EXERCISE PROMPT:
Look through the records and copy each line that has "PathBuf" in it.

Dataset items:
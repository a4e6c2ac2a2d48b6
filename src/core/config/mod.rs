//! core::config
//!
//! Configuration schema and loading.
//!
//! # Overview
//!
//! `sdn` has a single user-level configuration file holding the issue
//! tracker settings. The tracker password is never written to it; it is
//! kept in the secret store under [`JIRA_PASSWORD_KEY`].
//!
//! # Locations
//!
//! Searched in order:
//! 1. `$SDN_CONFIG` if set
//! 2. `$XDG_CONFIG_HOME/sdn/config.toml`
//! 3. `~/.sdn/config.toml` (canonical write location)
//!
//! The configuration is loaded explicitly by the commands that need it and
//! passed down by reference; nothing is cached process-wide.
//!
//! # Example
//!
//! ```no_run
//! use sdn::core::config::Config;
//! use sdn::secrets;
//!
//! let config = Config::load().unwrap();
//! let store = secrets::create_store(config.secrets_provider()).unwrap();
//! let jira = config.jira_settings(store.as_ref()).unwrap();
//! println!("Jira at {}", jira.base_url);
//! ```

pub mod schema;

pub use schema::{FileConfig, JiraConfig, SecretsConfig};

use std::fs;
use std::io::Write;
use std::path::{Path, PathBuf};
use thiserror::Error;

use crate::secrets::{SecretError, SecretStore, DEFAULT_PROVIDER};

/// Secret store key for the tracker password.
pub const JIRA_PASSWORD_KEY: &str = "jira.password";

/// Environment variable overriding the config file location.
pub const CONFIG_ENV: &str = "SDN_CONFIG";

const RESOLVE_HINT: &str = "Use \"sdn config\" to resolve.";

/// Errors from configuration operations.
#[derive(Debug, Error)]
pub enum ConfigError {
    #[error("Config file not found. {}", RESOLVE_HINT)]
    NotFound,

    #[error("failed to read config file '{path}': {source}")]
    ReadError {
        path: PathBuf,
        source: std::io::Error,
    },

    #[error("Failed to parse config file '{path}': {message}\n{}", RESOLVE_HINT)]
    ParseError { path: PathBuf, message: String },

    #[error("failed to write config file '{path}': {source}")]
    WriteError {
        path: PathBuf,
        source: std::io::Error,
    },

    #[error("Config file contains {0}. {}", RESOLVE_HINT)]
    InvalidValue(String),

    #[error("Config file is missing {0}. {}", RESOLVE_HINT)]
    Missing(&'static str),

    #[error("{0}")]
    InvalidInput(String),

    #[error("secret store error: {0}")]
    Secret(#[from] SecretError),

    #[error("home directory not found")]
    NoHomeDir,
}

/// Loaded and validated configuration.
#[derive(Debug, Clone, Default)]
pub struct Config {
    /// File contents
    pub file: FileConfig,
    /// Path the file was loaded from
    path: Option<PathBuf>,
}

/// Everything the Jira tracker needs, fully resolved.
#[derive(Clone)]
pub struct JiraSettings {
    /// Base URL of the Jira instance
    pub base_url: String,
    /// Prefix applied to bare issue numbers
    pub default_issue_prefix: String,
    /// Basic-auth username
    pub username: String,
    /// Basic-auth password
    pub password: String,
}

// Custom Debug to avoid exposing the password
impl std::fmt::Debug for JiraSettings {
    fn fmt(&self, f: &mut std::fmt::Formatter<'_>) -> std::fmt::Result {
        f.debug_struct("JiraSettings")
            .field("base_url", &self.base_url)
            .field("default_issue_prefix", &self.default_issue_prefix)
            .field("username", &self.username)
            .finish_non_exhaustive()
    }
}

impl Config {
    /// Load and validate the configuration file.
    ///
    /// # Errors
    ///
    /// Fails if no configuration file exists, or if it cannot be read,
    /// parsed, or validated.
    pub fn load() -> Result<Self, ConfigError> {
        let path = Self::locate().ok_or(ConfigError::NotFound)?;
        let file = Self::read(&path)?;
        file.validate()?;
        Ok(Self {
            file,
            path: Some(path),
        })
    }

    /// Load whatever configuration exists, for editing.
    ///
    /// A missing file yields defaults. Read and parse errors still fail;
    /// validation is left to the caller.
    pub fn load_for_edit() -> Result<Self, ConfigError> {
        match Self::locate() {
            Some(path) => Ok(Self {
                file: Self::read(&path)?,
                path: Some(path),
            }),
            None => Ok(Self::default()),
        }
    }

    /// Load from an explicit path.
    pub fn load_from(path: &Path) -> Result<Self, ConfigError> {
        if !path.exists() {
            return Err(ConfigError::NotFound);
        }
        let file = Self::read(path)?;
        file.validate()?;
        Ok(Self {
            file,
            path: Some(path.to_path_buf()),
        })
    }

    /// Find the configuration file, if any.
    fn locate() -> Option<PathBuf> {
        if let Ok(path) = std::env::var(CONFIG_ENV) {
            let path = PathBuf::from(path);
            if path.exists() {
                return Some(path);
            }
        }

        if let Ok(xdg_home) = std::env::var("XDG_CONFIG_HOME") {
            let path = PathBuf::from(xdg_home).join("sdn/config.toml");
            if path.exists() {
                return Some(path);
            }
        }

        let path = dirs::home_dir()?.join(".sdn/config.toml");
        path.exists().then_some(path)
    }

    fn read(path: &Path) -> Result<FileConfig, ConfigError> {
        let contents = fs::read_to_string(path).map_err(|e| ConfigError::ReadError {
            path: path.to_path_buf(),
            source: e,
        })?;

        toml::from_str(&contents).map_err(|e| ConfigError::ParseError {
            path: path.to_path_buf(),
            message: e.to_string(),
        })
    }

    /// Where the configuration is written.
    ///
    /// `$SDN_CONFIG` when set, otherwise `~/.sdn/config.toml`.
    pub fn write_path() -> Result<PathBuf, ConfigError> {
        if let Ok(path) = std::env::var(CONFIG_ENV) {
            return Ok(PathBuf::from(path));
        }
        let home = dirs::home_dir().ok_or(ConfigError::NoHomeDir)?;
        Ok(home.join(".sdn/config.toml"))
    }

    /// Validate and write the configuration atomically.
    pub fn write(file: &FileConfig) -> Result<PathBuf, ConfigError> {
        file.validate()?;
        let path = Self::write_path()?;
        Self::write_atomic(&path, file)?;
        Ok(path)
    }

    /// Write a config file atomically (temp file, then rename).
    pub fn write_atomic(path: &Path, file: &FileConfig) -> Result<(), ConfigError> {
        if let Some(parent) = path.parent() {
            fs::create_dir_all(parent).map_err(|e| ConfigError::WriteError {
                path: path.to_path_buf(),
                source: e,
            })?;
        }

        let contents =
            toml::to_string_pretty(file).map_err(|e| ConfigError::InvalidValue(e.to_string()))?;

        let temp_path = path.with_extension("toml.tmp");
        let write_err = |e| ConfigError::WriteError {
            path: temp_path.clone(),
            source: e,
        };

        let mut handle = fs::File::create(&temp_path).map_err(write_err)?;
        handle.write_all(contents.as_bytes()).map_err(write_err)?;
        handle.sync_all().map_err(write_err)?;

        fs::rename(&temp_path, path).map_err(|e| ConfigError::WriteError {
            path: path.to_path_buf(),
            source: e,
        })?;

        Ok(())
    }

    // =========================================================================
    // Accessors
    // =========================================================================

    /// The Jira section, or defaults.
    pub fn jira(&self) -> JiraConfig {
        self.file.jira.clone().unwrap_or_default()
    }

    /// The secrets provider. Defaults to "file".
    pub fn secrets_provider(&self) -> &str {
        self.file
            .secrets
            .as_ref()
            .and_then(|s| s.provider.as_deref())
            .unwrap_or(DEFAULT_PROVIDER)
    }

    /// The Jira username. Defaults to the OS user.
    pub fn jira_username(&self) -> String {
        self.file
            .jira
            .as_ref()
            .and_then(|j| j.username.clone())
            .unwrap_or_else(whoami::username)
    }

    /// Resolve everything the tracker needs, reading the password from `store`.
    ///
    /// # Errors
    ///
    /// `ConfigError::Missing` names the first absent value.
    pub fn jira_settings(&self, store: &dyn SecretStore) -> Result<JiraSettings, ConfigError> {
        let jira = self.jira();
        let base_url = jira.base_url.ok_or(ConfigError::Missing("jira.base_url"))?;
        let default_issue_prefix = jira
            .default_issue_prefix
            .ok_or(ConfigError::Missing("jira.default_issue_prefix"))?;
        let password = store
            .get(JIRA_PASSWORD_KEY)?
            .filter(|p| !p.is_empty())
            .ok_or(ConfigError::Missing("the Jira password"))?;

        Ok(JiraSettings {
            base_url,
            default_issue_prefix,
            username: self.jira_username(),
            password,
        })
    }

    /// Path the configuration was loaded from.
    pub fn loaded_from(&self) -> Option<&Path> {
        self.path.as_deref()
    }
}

...

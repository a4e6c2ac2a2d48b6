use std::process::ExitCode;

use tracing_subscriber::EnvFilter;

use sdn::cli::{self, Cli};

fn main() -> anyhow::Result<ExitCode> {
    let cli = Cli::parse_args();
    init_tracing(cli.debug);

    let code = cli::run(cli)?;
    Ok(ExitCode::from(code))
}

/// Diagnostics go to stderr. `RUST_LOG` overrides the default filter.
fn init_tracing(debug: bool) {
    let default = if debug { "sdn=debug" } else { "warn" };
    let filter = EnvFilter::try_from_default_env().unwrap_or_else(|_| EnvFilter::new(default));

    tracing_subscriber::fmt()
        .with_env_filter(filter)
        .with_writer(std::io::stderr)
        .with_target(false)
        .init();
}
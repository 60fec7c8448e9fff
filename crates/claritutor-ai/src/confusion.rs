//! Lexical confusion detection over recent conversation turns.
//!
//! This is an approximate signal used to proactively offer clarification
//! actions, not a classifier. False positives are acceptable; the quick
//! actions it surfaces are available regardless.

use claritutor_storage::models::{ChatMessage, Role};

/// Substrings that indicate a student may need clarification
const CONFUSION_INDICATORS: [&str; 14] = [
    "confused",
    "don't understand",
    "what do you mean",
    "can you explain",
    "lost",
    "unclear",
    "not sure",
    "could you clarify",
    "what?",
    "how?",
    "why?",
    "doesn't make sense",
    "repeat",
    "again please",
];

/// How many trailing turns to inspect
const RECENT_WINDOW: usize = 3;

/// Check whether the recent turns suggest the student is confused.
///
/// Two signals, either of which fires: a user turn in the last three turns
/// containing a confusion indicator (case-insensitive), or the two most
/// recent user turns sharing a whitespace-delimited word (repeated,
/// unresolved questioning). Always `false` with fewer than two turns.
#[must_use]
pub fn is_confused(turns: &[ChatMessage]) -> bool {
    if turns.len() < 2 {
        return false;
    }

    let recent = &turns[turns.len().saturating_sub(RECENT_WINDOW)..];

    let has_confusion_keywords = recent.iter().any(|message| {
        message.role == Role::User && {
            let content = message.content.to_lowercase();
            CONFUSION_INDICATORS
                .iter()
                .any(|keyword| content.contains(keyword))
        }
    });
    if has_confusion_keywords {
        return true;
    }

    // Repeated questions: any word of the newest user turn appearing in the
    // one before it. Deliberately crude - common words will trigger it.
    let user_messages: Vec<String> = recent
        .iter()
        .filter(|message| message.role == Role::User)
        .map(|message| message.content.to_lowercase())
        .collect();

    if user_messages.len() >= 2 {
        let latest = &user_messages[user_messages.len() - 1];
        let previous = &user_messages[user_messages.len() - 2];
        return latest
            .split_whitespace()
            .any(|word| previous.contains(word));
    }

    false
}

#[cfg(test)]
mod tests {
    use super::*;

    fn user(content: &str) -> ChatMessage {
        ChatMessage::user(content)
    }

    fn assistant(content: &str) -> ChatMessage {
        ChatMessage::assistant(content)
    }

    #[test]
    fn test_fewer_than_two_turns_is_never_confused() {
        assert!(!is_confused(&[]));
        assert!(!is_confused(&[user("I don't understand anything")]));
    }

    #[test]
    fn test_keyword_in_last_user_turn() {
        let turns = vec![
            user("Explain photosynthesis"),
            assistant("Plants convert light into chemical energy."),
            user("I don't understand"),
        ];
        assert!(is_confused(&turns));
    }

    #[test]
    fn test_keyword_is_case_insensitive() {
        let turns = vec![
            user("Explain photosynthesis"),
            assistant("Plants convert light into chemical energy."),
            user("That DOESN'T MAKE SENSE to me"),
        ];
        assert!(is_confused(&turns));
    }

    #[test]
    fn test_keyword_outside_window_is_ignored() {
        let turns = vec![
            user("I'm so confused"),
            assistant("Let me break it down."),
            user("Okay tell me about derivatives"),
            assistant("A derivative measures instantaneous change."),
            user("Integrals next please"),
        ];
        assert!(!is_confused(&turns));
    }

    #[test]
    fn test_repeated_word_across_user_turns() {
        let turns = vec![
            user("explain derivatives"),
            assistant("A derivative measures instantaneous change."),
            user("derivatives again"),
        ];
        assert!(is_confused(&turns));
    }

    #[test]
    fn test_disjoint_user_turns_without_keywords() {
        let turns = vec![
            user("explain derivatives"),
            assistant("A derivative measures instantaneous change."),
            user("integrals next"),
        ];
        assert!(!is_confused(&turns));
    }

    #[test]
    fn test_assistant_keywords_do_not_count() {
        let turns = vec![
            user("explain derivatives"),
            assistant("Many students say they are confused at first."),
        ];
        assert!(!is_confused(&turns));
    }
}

OUTPUT:
use std::path::{Path, PathBuf};
        path: PathBuf,
    ParseError { path: PathBuf, message: String },
        path: PathBuf,
    path: Option<PathBuf>,
    fn locate() -> Option<PathBuf> {
            let path = PathBuf::from(path);
            let path = PathBuf::from(xdg_home).join("sdn/config.toml");
    pub fn write_path() -> Result<PathBuf, ConfigError> {
            return Ok(PathBuf::from(path));
    pub fn write(file: &FileConfig) -> Result<PathBuf, ConfigError> {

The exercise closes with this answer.